Em outras palavras, o bispo controla a liturgia diocesana, os sujeitos autorizados a solicitar uma exceção são limitados e a condição é a ausência do povo.

c) Pós-2007: a remoção da memória do Conselho

O motu proprio Summorum Pontificum rompe com a norma estabelecida, introduz uma descontinuidade muito ousada e cria, pela primeira vez na história, um "paralelismo ritual", colocando uma "forma extraordinária" ao lado da "forma ordinária" do Rito Romano. De particular importância é a disposição do parágrafo 2 do documento, que afirma:

Art. 2. Nas Missas celebradas sem a presença do povo, qualquer sacerdote católico de rito latino, seja secular ou religioso, pode usar o Missal Romano publicado pelo Beato Papa João XXIII em 1962 ou o Missal Romano promulgado pelo Papa Paulo VI em 1970, e isso em qualquer dia, exceto no Tríduo Pascal. Para tal celebração, segundo qualquer um dos Missais, o sacerdote não precisa de permissão, nem da Sé Apostólica nem do seu Ordinário.”

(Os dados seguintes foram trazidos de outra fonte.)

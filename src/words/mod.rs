//! Word list resources consumed by the timing tasks
//!
//! A [`WordSource`] is opened afresh by every task, so each task pays for
//! acquiring and releasing its own reader.

use crate::error::{AppError, Result};
use std::fmt;
use std::fs::File;
use std::io::{self, BufRead, BufReader};
use std::path::{Path, PathBuf};

/// Word list packaged with the binary, one word per line
pub const BUNDLED_WORDLIST: &str = include_str!("../../data/wordlist.txt");

/// Where the timing tasks read their words from
#[derive(Debug, Clone, PartialEq, Eq, Default)]
pub enum WordSource {
    /// The packaged word list
    #[default]
    Bundled,
    /// A word list file on disk
    File(PathBuf),
    /// Text held in memory
    Inline(String),
}

impl WordSource {
    /// Use `path` when given, the bundled list otherwise
    pub fn from_path(path: Option<&Path>) -> Self {
        match path {
            Some(path) => WordSource::File(path.to_path_buf()),
            None => WordSource::Bundled,
        }
    }

    /// Build an in-memory source from individual words
    pub fn from_words<I, S>(words: I) -> Self
    where
        I: IntoIterator<Item = S>,
        S: AsRef<str>,
    {
        let mut text = String::new();
        for word in words {
            text.push_str(word.as_ref());
            text.push('\n');
        }
        WordSource::Inline(text)
    }

    /// Open a fresh reader positioned at the first word.
    ///
    /// Only file sources can fail to open.
    pub fn open(&self) -> Result<Box<dyn BufRead + '_>> {
        match self {
            WordSource::Bundled => Ok(Box::new(BUNDLED_WORDLIST.as_bytes())),
            WordSource::Inline(text) => Ok(Box::new(text.as_bytes())),
            WordSource::File(path) => {
                let file = File::open(path)
                    .map_err(|e| AppError::resource_open(format!("{}: {}", self, e)))?;
                Ok(Box::new(BufReader::new(file)))
            }
        }
    }
}

impl fmt::Display for WordSource {
    fn fmt(&self, f: &mut fmt::Formatter<'_>) -> fmt::Result {
        match self {
            WordSource::Bundled => f.write_str("bundled word list"),
            WordSource::File(path) => write!(f, "word list {}", path.display()),
            WordSource::Inline(_) => f.write_str("in-memory word list"),
        }
    }
}

/// Map an I/O failure during reading to a task-local read error
pub fn read_error(error: io::Error) -> AppError {
    AppError::read(error.to_string())
}

/// Strip the trailing `\n` or `\r\n` left by `read_line`
pub fn trim_line_ending(line: &str) -> &str {
    let line = line.strip_suffix('\n').unwrap_or(line);
    line.strip_suffix('\r').unwrap_or(line)
}
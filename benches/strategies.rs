//! Benchmarks for the word-list strategies and birthday selection

use classroom_tools::{
    birthday::{born_in_month, by_birthday, parse_roster, select, BUNDLED_ROSTER},
    timer::{default_tasks, Task},
    words::{WordSource, BUNDLED_WORDLIST},
};
use criterion::{criterion_group, criterion_main, BenchmarkId, Criterion};
use std::hint::black_box;

/// Benchmark every strategy on the bundled word list held in memory
fn benchmark_strategies(c: &mut Criterion) {
    let source = WordSource::Inline(BUNDLED_WORDLIST.to_string());
    let mut group = c.benchmark_group("strategies");

    for (index, task) in default_tasks(5_000).iter().enumerate() {
        group.bench_with_input(BenchmarkId::new("task", index + 1), &source, |b, source| {
            b.iter(|| black_box(task.run(source)))
        });
    }

    group.finish();
}

/// Benchmark month selection over the bundled roster
fn benchmark_selection(c: &mut Criterion) {
    let students = parse_roster(BUNDLED_ROSTER).unwrap();

    c.bench_function("select_month", |b| {
        b.iter(|| black_box(select(&students, born_in_month(black_box(10)), by_birthday).len()))
    });
}

criterion_group!(benches, benchmark_strategies, benchmark_selection);
criterion_main!(benches);
//! Task Timer - times six ways of reading a word list

use clap::Parser;
use classroom_tools::{
    cli::TimerCli,
    config::{display_timer_summary, load_timer_config, EnvManager},
    error::{AppError, ErrorReporter, Result},
    logging::Logger,
    output::OutputFormatterFactory,
    timer::TaskTimer,
    version_banner,
};
use std::io::{self, Write};
use std::process;

fn main() {
    std::panic::set_hook(Box::new(|panic_info| {
        eprintln!("Application panic: {}", panic_info);
        process::exit(1);
    }));

    let cli = TimerCli::parse();
    let use_color = !cli.no_color;
    let verbose = cli.verbose;

    if let Err(e) = run_application(cli) {
        ErrorReporter::new(use_color, verbose).report_error(&e);
        print_error_suggestions(&e);
        process::exit(e.exit_code());
    }
}

/// Main application logic
///
/// Individual task failures are printed by the timer and do not change the
/// exit status.
fn run_application(cli: TimerCli) -> Result<()> {
    if cli.debug {
        eprintln!("{}", version_banner("tasktimer"));
        eprintln!("Debug mode enabled");
        for warning in EnvManager::validate_current_env() {
            eprintln!("{}", warning);
        }
    }

    let config = load_timer_config(cli)?;
    let logger = Logger::with_level_flags("tasktimer", config.verbose, config.debug, config.enable_color);

    if config.debug {
        eprintln!("Configuration loaded successfully:");
        for line in display_timer_summary(&config).lines() {
            eprintln!("  {}", line);
        }
    }

    let formatter = OutputFormatterFactory::create_formatter(config.enable_color);
    let timer = TaskTimer::from_config(&config, formatter).with_logger(logger.clone());

    logger.info("Starting tasks")
        .field("source", timer.source().to_string())
        .field("tasks", timer.task_count())
        .log();

    let stdout = io::stdout();
    let mut out = stdout.lock();
    let results = timer.run_all(&mut out)?;

    if config.verbose {
        writeln!(out)?;
        writeln!(out, "{}", timer.format_summary(&results))?;
    }
    out.flush()?;

    let failed: Vec<&AppError> = results
        .iter()
        .filter_map(|r| r.outcome.as_ref().err().map(|failure| &failure.error))
        .collect();
    if !failed.is_empty() {
        let summary = ErrorReporter::new(config.enable_color, config.verbose).format_error_summary(&failed);
        logger.warn("Some tasks failed")
            .field("failed", failed.len())
            .field("summary", summary)
            .log();
    }

    Ok(())
}

/// Print helpful suggestions for common errors
fn print_error_suggestions(error: &AppError) {
    if let AppError::Config(_) | AppError::Validation(_) = error {
        eprintln!();
        eprintln!("Configuration help:");
        eprintln!("  - Task numbers run from 1 to 6");
        eprintln!("  - --max-count must be between 1 and 1000000");
        eprintln!("  - Check TASKTIMER_WORDLIST and TASKTIMER_MAX_COUNT in your environment or .env file");
    }
}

a que, no entanto, se deve acrescentar a disposição insidiosa do artigo 4.º

Art. 4. Os fiéis que assim o solicitarem por sua livre vontade poderão também ser admitidos às celebrações da Santa Missa mencionadas no art. 2, observando as normas da lei.

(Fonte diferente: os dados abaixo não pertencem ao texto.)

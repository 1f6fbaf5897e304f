//! Word statistics and timing result data models

use crate::error::AppError;
use serde::{Deserialize, Serialize};
use std::fmt;
use std::time::Duration;

/// Count and total length of the words a task processed
#[derive(Debug, Clone, Copy, Default, PartialEq, Eq, Serialize, Deserialize)]
pub struct WordStats {
    /// Number of words seen
    pub count: usize,

    /// Sum of word lengths in characters
    pub total_length: u64,
}

impl WordStats {
    /// Create empty statistics
    pub fn new() -> Self {
        Self::default()
    }

    /// Record one word
    pub fn add_word(&mut self, word: &str) {
        self.add_length(word.chars().count());
    }

    /// Record one word by its length
    pub fn add_length(&mut self, length: usize) {
        self.count += 1;
        self.total_length += length as u64;
    }

    /// Average word length, 0.0 when no words were seen
    pub fn average(&self) -> f64 {
        if self.count > 0 {
            self.total_length as f64 / self.count as f64
        } else {
            0.0
        }
    }
}

impl Extend<String> for WordStats {
    fn extend<I: IntoIterator<Item = String>>(&mut self, iter: I) {
        for word in iter {
            self.add_word(&word);
        }
    }
}

impl FromIterator<String> for WordStats {
    fn from_iter<I: IntoIterator<Item = String>>(iter: I) -> Self {
        let mut stats = Self::new();
        stats.extend(iter);
        stats
    }
}

impl<'a> FromIterator<&'a str> for WordStats {
    fn from_iter<I: IntoIterator<Item = &'a str>>(iter: I) -> Self {
        let mut stats = Self::new();
        for word in iter {
            stats.add_word(word);
        }
        stats
    }
}

/// Text buffer an appending task writes into
#[derive(Debug, Clone, Copy, PartialEq, Eq, Serialize, Deserialize)]
pub enum BufferKind {
    /// A fresh `String` built for every word
    String,
    /// One `String` allocated up front and grown in place
    PresizedString,
}

impl BufferKind {
    /// Name used in task summaries
    pub fn label(&self) -> &'static str {
        match self {
            BufferKind::String => "String",
            BufferKind::PresizedString => "pre-sized String",
        }
    }
}

/// What a task produced when it finished
#[derive(Debug, Clone, PartialEq, Serialize, Deserialize)]
pub enum TaskOutcome {
    /// Counting tasks report count and average length
    Average(WordStats),
    /// Appending tasks report how many words went into the buffer
    Appended { count: usize, target: BufferKind },
}

impl TaskOutcome {
    /// Number of words the task processed
    pub fn word_count(&self) -> usize {
        match self {
            TaskOutcome::Average(stats) => stats.count,
            TaskOutcome::Appended { count, .. } => *count,
        }
    }
}

/// Error that stopped a task, with the work it still reports
#[derive(Debug)]
pub struct TaskFailure {
    /// Why the task stopped
    pub error: AppError,

    /// Progress made before the error, for tasks that report partial work
    pub partial: Option<TaskOutcome>,
}

impl TaskFailure {
    /// A failure with nothing to report
    pub fn new(error: AppError) -> Self {
        Self { error, partial: None }
    }

    /// A failure that still reports what was done before it
    pub fn with_partial(error: AppError, partial: TaskOutcome) -> Self {
        Self { error, partial: Some(partial) }
    }

    /// Category of the underlying error
    pub fn category(&self) -> &'static str {
        self.error.category()
    }
}

impl From<AppError> for TaskFailure {
    fn from(error: AppError) -> Self {
        Self::new(error)
    }
}

impl fmt::Display for TaskFailure {
    fn fmt(&self, f: &mut fmt::Formatter<'_>) -> fmt::Result {
        fmt::Display::fmt(&self.error, f)
    }
}

/// What running a task once produced
pub type TaskResult = Result<TaskOutcome, TaskFailure>;

/// Result of timing a single task
#[derive(Debug)]
pub struct TimingResult {
    /// Task description
    pub label: String,

    /// Wall-clock time including opening and closing the word source
    pub elapsed: Duration,

    /// Summary, or the error that stopped the task
    pub outcome: TaskResult,
}

impl TimingResult {
    /// Whether the task ran to completion
    pub fn is_success(&self) -> bool {
        self.outcome.is_ok()
    }

    /// Elapsed time in seconds
    pub fn elapsed_secs(&self) -> f64 {
        self.elapsed.as_secs_f64()
    }
}

#[cfg(test)]
mod tests {
    use super::*;

    #[test]
    fn test_five_word_average() {
        let stats: WordStats = ["a", "bb", "ccc", "dddd", "eeeee"].into_iter().collect();
        assert_eq!(stats.count, 5);
        assert_eq!(stats.total_length, 15);
        assert!((stats.average() - 3.0).abs() < f64::EPSILON);
    }

    #[test]
    fn test_empty_average_is_zero() {
        let stats = WordStats::new();
        assert_eq!(stats.count, 0);
        assert_eq!(stats.average(), 0.0);
    }

    #[test]
    fn test_length_counts_characters() {
        let mut stats = WordStats::new();
        stats.add_word("café");
        assert_eq!(stats.total_length, 4);
    }

    #[test]
    fn test_collect_owned_strings() {
        let stats: WordStats = vec!["one".to_string(), "three".to_string()].into_iter().collect();
        assert_eq!(stats.count, 2);
        assert!((stats.average() - 4.0).abs() < f64::EPSILON);
    }

    #[test]
    fn test_outcome_word_count() {
        let outcome = TaskOutcome::Appended { count: 42, target: BufferKind::PresizedString };
        assert_eq!(outcome.word_count(), 42);
        assert_eq!(BufferKind::PresizedString.label(), "pre-sized String");
    }

    #[test]
    fn test_timing_result_success() {
        let result = TimingResult {
            label: "task".to_string(),
            elapsed: Duration::from_millis(1500),
            outcome: Err(AppError::read("bad byte").into()),
        };
        assert!(!result.is_success());
        assert!((result.elapsed_secs() - 1.5).abs() < 1e-9);
    }

    #[test]
    fn test_task_failure_keeps_partial_work() {
        let failure = TaskFailure::with_partial(
            AppError::read("bad byte"),
            TaskOutcome::Appended { count: 2, target: BufferKind::String },
        );
        assert_eq!(failure.category(), "READ");
        assert_eq!(failure.to_string(), "Read error: bad byte");
        assert_eq!(failure.partial.map(|p| p.word_count()), Some(2));

        let failure: TaskFailure = AppError::resource_open("word list x").into();
        assert!(failure.partial.is_none());
    }
}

Se lermos esta disposição conjunta à luz das palavras de 1976, compreenderemos o desejo de inverter a situação: nenhum poder permanece com o Bispo, nenhuma condição subjetiva é exigida do sacerdote, nenhuma restrição dos "sem povo" é facilmente contornada.

Essas disposições, como é evidente, contradizem a lógica da reforma litúrgica, tornando-a, na prática, supérflua: ao equiparar a "forma extraordinária" à "forma ordinária", tornando-a independente de qualquer autorização e condição pessoal, e dependente unicamente do arbítrio do ministro, criam o que Gianfranco Zizola chamou, já em 2007, de "anarquia de cima para baixo". A paz é radicalmente alterada por essa arbitrariedade subjetiva. Se a liturgia depende de um "apego pessoal", perde sua qualidade principal: deixa de ser uma linguagem comum e passa a ser uma escolha pessoal. O "paralelismo ritual" torna-se "paralelismo eclesial", "paralelismo teológico", "paralelismo espiritual". Isso não gera paz, mas fomenta a guerra.

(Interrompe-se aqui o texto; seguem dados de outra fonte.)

//! Command-line interfaces for the two binaries

use crate::config::EnvManager;
use crate::models::SortOrder;
use clap::{ArgAction, Parser};
use std::path::PathBuf;

/// Birthday Reminder - list students with birthdays coming up
#[derive(Parser, Debug, Clone)]
#[command(name = "birthdays")]
#[command(version, about, long_about = None)]
#[command(after_help = EnvManager::display_env_help())]
pub struct BirthdayCli {
    /// Month to list birthdays for (1-12, default: current month)
    #[arg(short, long, value_parser = parse_month)]
    pub month: Option<u32>,

    /// List birthdays within this many days instead of a whole month
    #[arg(short, long, value_name = "DAYS", value_parser = parse_window)]
    pub within: Option<u32>,

    /// Ordering of the reminders [default: birthday, or upcoming with --within]
    #[arg(short, long, value_enum)]
    pub sort: Option<SortOrder>,

    /// Roster JSON file to use instead of the bundled roster
    #[arg(long, value_name = "PATH")]
    pub roster: Option<PathBuf>,

    /// Force colored output
    #[arg(long)]
    pub color: bool,

    /// Disable colored output
    #[arg(long)]
    pub no_color: bool,

    /// Enable verbose output
    #[arg(long)]
    pub verbose: bool,

    /// Enable debug output
    #[arg(long)]
    pub debug: bool,
}

impl BirthdayCli {
    /// Validate CLI arguments for conflicts and requirements
    pub fn validate(&self) -> Result<(), String> {
        validate_color_flags(self.color, self.no_color)?;

        if self.month.is_some() && self.within.is_some() {
            return Err("Cannot specify both --month and --within".to_string());
        }

        Ok(())
    }

    /// Check if colors should be enabled
    pub fn use_colors(&self) -> bool {
        resolve_colors(self.color, self.no_color)
    }
}

/// Task Timer - time different ways of reading a word list
#[derive(Parser, Debug, Clone)]
#[command(name = "tasktimer")]
#[command(version, about, long_about = None)]
#[command(after_help = EnvManager::display_env_help())]
pub struct TimerCli {
    /// Word list file (one word per line) to use instead of the bundled list
    #[arg(long, value_name = "PATH")]
    pub wordlist: Option<PathBuf>,

    /// Maximum number of words the appending tasks process
    #[arg(long, value_parser = parse_max_count)]
    pub max_count: Option<usize>,

    /// Run only this task (1-6, can be used multiple times)
    #[arg(short, long = "task", action = ArgAction::Append, value_parser = clap::value_parser!(u8).range(1..=6))]
    pub tasks: Vec<u8>,

    /// Force colored output
    #[arg(long)]
    pub color: bool,

    /// Disable colored output
    #[arg(long)]
    pub no_color: bool,

    /// Enable verbose output
    #[arg(long)]
    pub verbose: bool,

    /// Enable debug output
    #[arg(long)]
    pub debug: bool,
}

impl TimerCli {
    /// Validate CLI arguments for conflicts and requirements
    pub fn validate(&self) -> Result<(), String> {
        validate_color_flags(self.color, self.no_color)
    }

    /// Check if colors should be enabled
    pub fn use_colors(&self) -> bool {
        resolve_colors(self.color, self.no_color)
    }

    /// Selected task numbers, deduplicated and in run order
    pub fn selected_tasks(&self) -> Vec<usize> {
        let mut tasks: Vec<usize> = self.tasks.iter().map(|&t| usize::from(t)).collect();
        tasks.sort_unstable();
        tasks.dedup();
        tasks
    }
}

fn validate_color_flags(color: bool, no_color: bool) -> Result<(), String> {
    if color && no_color {
        return Err("Cannot specify both --color and --no-color".to_string());
    }
    Ok(())
}

fn resolve_colors(color: bool, no_color: bool) -> bool {
    if color {
        true
    } else if no_color {
        false
    } else {
        supports_color()
    }
}

/// Parse a month number
fn parse_month(s: &str) -> Result<u32, String> {
    s.parse::<u32>()
        .map_err(|_| format!("Invalid month: {}", s))
        .and_then(|month| {
            if (1..=12).contains(&month) {
                Ok(month)
            } else {
                Err("Month must be between 1 and 12".to_string())
            }
        })
}

/// Parse a reminder window in days
fn parse_window(s: &str) -> Result<u32, String> {
    s.parse::<u32>()
        .map_err(|_| format!("Invalid number of days: {}", s))
        .and_then(|days| {
            if days > crate::defaults::MAX_WITHIN_DAYS {
                Err(format!("Window cannot exceed {} days", crate::defaults::MAX_WITHIN_DAYS))
            } else {
                Ok(days)
            }
        })
}

/// Parse the appending cap
fn parse_max_count(s: &str) -> Result<usize, String> {
    if s.starts_with('+') {
        return Err(format!("Invalid count: {}", s));
    }

    s.replace('_', "")
        .parse::<usize>()
        .map_err(|_| format!("Invalid count: {}", s))
        .and_then(|count| {
            if count == 0 {
                Err("Count must be greater than 0".to_string())
            } else if count > crate::defaults::MAX_COUNT_LIMIT {
                Err(format!("Count cannot exceed {}", crate::defaults::MAX_COUNT_LIMIT))
            } else {
                Ok(count)
            }
        })
}

/// Check if the terminal supports color output
fn supports_color() -> bool {
    if let Ok(term) = std::env::var("TERM") {
        if term == "dumb" {
            return false;
        }
    }

    if std::env::var("NO_COLOR").is_ok() {
        return false;
    }

    if std::env::var("FORCE_COLOR").is_ok() {
        return true;
    }

    #[cfg(target_os = "windows")]
    {
        if std::env::var("ANSICON").is_ok() || std::env::var("ConEmuANSI").is_ok() {
            return true;
        }
    }

    // Default to true on Unix-like systems, false on Windows
    #[cfg(unix)]
    {
        true
    }
    #[cfg(not(unix))]
    {
        false
    }
}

d) Pós-2021: a retomada das audiências do Conselho

A declaração central do motu proprio Traditionis Custodes (2021) não é de forma alguma uma "ruptura", um exagero, uma ruptura ou uma tensão. Nada disso. O Papa Francisco simplesmente restaurou a "tradição saudável" estabelecida com autoridade por João XXIII e Paulo VI, dizendo, como eles disseram: existe uma única lex orandi. A paz litúrgica só pode ser construída fora de qualquer anarquia, fora de qualquer paralelismo conflituoso. Trabalhando livre e criativamente dentro do rito reformado comum, que cada comunidade (monástica ou diocesana) pode adaptar às suas próprias sensibilidades, compartilhando o mesmo texto, que contém em si uma pluralidade de possibilidades. A exigência (ou a reivindicação) de usar permanentemente um ritual "não corrente" é dilacerante do ponto de vista eclesiológico e teológico. A persistência obstinada em pensar em "ritos paralelos" entra em conflito com as evidências elementares, tão bem formuladas por Paulo VI:

“A nova Ordem foi promulgada para substituir a antiga.”

Trabalhar pela paz só é possível respeitando este princípio elementar, que nem sequer é teológico, mas sim primordialmente institucional e jurídico. O que falta no debate atual é, antes de mais nada, um mínimo de bom senso. É surpreendente que seja tão raro nas palavras dos liturgistas, que muitas vezes preferem manter-se em silêncio.